What the task requires> Read the records below. Copy each line where the string "Direct" occurs.

(Dataset content Opens)

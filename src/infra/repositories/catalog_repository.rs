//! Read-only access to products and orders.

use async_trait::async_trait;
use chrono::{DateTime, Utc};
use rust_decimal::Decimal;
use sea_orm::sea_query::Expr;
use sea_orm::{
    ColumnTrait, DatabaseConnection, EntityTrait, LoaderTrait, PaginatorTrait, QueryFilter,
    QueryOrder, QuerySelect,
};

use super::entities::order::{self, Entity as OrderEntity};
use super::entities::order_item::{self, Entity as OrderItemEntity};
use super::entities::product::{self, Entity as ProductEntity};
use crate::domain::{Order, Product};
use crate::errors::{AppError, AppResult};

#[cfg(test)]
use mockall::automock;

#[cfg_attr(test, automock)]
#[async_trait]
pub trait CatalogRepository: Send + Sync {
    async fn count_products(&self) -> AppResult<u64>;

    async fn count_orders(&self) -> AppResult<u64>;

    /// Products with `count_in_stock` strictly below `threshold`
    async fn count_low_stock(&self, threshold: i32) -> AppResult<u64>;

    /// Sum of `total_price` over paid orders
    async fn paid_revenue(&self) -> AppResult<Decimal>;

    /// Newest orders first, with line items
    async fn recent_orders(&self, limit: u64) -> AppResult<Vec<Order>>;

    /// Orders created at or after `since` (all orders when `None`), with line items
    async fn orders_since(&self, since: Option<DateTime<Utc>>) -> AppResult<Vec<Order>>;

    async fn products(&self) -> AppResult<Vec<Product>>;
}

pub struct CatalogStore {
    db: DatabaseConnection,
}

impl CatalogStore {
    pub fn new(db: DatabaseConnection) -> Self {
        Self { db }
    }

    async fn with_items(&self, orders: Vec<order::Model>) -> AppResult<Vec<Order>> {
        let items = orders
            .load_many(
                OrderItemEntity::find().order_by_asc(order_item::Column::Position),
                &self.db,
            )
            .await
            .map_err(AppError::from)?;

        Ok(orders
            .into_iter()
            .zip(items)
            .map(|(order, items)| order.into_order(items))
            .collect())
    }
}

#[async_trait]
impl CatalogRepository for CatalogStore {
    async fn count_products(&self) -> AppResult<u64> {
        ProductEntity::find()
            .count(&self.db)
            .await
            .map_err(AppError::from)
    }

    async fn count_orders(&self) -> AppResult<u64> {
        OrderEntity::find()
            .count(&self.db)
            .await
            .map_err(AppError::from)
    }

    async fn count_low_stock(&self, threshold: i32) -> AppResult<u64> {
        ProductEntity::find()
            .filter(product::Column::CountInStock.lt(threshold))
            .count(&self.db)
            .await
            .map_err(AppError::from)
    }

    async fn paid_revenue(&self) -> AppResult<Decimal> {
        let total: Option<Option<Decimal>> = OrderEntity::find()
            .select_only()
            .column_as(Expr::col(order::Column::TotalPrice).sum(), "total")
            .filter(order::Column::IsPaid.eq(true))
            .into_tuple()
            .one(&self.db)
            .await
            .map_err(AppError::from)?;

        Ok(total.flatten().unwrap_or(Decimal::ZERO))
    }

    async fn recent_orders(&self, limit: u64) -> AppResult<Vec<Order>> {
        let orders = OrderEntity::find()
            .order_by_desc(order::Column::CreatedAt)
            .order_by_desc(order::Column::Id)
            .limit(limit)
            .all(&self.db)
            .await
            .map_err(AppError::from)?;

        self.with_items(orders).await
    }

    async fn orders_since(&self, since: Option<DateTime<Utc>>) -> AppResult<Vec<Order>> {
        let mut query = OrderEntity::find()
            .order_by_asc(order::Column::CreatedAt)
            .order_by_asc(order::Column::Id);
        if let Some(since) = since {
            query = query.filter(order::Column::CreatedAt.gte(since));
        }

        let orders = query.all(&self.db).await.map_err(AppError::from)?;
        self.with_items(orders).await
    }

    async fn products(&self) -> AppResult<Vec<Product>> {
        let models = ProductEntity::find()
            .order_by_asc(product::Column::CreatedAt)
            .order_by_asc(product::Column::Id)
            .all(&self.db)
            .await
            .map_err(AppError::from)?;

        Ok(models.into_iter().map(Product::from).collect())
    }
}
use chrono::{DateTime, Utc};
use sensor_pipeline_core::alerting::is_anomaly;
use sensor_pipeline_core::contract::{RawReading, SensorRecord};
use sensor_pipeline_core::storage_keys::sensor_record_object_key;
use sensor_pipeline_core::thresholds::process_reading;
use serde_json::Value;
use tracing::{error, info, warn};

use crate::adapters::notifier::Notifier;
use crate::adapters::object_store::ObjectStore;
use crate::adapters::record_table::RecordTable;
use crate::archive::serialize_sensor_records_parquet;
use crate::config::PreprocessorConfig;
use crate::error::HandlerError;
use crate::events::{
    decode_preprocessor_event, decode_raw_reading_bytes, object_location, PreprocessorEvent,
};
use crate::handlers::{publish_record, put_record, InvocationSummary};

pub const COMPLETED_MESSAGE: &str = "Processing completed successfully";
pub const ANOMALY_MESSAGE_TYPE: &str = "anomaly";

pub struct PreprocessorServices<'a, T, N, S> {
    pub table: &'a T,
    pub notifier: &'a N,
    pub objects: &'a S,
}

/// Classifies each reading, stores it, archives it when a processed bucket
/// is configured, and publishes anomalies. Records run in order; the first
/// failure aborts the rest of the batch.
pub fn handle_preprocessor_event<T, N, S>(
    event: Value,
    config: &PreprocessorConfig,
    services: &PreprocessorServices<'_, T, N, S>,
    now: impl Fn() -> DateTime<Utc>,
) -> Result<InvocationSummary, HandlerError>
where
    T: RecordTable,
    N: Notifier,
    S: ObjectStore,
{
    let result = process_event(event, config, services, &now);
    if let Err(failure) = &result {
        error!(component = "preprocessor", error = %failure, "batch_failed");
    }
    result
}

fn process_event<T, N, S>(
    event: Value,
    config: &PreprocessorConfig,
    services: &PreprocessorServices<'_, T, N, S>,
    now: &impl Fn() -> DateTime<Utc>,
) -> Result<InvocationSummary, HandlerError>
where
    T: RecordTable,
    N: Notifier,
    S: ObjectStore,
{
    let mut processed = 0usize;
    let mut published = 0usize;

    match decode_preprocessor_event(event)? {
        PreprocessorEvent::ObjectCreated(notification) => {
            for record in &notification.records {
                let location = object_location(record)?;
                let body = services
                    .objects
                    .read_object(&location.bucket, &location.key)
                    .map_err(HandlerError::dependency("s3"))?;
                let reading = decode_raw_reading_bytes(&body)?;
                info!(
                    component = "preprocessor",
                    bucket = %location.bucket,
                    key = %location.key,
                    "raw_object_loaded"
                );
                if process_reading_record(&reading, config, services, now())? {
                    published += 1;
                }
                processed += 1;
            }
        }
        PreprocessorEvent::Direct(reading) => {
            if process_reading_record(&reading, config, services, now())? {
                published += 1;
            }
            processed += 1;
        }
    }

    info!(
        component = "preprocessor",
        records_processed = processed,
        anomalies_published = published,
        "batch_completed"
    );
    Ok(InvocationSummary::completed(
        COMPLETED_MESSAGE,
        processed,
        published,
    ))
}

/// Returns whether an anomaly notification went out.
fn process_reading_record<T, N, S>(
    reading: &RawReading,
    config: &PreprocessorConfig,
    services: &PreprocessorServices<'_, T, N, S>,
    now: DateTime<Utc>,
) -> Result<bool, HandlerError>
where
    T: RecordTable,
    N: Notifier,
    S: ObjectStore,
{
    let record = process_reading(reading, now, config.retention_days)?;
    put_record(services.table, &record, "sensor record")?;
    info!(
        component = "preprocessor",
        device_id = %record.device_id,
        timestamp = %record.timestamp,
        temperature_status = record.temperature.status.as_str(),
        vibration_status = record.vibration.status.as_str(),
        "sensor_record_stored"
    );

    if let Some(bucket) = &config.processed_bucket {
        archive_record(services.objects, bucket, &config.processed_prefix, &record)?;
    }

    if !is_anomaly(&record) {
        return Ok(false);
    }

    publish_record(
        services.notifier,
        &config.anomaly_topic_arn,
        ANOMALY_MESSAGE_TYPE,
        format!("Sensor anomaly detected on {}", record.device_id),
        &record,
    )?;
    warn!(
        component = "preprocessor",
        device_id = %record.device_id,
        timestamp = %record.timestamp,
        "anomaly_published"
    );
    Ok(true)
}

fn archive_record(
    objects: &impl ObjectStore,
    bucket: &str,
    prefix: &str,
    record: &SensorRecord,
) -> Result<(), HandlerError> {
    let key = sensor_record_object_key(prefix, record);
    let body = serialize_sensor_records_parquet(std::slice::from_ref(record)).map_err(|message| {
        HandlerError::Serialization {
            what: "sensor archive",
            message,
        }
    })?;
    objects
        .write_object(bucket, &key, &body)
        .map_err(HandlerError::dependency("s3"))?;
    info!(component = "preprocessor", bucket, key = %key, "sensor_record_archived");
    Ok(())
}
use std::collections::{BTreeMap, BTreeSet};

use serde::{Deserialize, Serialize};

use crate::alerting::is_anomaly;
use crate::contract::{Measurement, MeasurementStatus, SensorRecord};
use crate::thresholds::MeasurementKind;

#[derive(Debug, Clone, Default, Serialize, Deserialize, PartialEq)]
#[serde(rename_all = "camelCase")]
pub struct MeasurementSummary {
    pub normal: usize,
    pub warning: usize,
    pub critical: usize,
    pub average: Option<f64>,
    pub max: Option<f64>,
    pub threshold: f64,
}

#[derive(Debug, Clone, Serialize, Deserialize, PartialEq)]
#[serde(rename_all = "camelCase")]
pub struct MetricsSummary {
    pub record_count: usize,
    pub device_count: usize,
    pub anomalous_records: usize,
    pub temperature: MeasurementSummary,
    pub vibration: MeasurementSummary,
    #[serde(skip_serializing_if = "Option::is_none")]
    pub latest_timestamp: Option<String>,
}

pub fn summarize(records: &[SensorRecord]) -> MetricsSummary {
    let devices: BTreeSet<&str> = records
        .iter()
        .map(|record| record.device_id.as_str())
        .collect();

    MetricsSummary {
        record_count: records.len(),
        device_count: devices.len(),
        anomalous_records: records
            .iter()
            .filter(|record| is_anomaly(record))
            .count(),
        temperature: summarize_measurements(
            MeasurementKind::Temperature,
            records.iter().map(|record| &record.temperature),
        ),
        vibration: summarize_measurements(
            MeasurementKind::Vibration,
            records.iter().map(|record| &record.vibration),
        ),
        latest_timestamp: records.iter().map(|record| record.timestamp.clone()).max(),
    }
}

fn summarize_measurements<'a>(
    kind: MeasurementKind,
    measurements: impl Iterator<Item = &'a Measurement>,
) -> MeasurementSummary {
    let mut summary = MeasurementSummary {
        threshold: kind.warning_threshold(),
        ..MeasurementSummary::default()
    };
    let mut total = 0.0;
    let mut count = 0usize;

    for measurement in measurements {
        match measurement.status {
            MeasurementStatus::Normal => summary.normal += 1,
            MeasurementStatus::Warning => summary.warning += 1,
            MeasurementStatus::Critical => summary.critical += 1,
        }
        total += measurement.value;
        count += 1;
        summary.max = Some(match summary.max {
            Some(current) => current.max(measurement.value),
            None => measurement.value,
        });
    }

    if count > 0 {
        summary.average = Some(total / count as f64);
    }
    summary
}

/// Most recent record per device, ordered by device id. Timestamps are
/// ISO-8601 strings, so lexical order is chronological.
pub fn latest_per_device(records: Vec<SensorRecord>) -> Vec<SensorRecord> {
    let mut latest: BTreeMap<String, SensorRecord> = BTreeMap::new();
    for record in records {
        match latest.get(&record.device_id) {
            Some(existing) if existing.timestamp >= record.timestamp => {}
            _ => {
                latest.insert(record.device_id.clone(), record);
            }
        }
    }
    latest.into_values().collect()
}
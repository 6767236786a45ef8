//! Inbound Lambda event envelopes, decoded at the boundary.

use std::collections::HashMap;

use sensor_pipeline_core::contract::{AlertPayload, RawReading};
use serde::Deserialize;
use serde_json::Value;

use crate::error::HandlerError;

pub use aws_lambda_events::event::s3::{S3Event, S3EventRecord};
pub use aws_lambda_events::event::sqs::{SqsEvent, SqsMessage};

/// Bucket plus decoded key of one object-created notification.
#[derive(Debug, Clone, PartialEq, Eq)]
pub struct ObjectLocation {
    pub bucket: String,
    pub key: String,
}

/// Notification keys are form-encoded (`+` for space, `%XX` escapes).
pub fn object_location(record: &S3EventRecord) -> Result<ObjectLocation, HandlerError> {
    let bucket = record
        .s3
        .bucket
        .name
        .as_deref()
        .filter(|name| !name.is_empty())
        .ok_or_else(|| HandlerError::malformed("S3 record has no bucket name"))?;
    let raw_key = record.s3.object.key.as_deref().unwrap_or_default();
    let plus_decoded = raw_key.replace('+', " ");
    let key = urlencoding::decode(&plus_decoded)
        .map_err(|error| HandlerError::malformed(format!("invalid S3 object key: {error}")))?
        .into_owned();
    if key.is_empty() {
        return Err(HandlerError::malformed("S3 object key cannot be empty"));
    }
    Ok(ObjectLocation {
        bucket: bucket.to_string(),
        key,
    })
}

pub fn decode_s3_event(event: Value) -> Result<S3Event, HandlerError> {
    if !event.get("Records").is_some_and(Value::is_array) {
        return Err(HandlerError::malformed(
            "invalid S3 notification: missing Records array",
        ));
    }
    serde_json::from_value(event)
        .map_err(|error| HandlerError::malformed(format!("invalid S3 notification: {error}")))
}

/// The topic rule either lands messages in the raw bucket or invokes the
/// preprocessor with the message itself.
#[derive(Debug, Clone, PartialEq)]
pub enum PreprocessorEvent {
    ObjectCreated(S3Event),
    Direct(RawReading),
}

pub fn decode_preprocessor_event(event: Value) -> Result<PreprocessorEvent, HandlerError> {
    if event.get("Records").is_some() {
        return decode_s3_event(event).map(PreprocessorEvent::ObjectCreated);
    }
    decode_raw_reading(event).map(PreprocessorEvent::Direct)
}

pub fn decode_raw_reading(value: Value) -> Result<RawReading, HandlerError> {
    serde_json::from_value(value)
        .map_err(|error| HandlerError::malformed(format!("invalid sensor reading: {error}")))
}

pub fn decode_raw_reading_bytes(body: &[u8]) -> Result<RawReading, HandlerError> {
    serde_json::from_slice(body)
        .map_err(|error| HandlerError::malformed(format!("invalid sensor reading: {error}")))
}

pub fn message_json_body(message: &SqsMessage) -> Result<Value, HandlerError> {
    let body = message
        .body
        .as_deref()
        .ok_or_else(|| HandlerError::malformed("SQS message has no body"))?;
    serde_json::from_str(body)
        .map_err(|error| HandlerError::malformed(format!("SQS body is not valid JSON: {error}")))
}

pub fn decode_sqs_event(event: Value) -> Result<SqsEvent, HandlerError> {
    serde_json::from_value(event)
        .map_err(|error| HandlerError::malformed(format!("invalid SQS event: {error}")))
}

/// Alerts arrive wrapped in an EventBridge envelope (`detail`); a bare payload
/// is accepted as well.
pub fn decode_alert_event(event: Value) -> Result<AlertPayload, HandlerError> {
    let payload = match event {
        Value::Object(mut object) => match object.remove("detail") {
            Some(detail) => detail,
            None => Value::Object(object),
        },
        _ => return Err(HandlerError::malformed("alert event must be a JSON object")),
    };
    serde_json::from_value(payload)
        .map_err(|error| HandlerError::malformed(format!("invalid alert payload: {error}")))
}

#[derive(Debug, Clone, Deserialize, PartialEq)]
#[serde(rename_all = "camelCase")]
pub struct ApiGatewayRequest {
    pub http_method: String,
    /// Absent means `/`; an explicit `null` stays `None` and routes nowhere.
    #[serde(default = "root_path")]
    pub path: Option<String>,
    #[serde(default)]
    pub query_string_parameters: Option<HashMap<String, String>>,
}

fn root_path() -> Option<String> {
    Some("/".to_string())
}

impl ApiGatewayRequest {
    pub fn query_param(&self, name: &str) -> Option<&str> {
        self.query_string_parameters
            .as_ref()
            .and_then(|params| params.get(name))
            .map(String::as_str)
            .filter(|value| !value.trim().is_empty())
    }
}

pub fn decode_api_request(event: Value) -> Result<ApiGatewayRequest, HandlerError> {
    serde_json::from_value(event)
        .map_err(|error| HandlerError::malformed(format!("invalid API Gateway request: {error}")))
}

(Dataset content Closes)

Output>
        PreprocessorEvent::Direct(reading) => {
    Direct(RawReading),
    decode_raw_reading(event).map(PreprocessorEvent::Direct)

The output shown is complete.